▸ **What you are asked to do**
Copy all lines below that use the word "FulfillmentRequest".

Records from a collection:
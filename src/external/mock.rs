use super::fulfillment::{FulfillmentProvider, FulfillmentReceipt, FulfillmentRequest};
use crate::error::AppResult;
use crate::utils::mask_phone;
use async_trait::async_trait;
use chrono::Utc;

/// Local development stand-in for the vendor (GIFTSHOW_USE_MOCK_API=true).
#[derive(Clone, Default)]
pub struct MockFulfillmentProvider;

#[async_trait]
impl FulfillmentProvider for MockFulfillmentProvider {
    async fn send(&self, request: &FulfillmentRequest) -> AppResult<FulfillmentReceipt> {
        log::warn!(
            "Mock fulfillment: phone={}, goods_code={}, tr_id={} (nothing is delivered)",
            mask_phone(&request.phone_number),
            request.goods_code,
            request.tr_id
        );
        Ok(FulfillmentReceipt {
            transaction_id: format!("MOCK_{}", Utc::now().timestamp_millis()),
        })
    }

    fn provider_name(&self) -> &'static str {
        "mock"
    }
}
pub use sea_orm_migration::prelude::*;

mod m20250901_000001_create_event_tables;
mod m20250901_000002_seed_prizes;

pub struct Migrator;

#[async_trait::async_trait]
impl MigratorTrait for Migrator {
    fn migrations() -> Vec<Box<dyn MigrationTrait>> {
        vec![
            Box::new(m20250901_000001_create_event_tables::Migration),
            Box::new(m20250901_000002_seed_prizes::Migration),
        ]
    }
}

▸ **Output**
use super::fulfillment::{FulfillmentProvider, FulfillmentReceipt, FulfillmentRequest};
    async fn send(&self, request: &FulfillmentRequest) -> AppResult<FulfillmentReceipt> {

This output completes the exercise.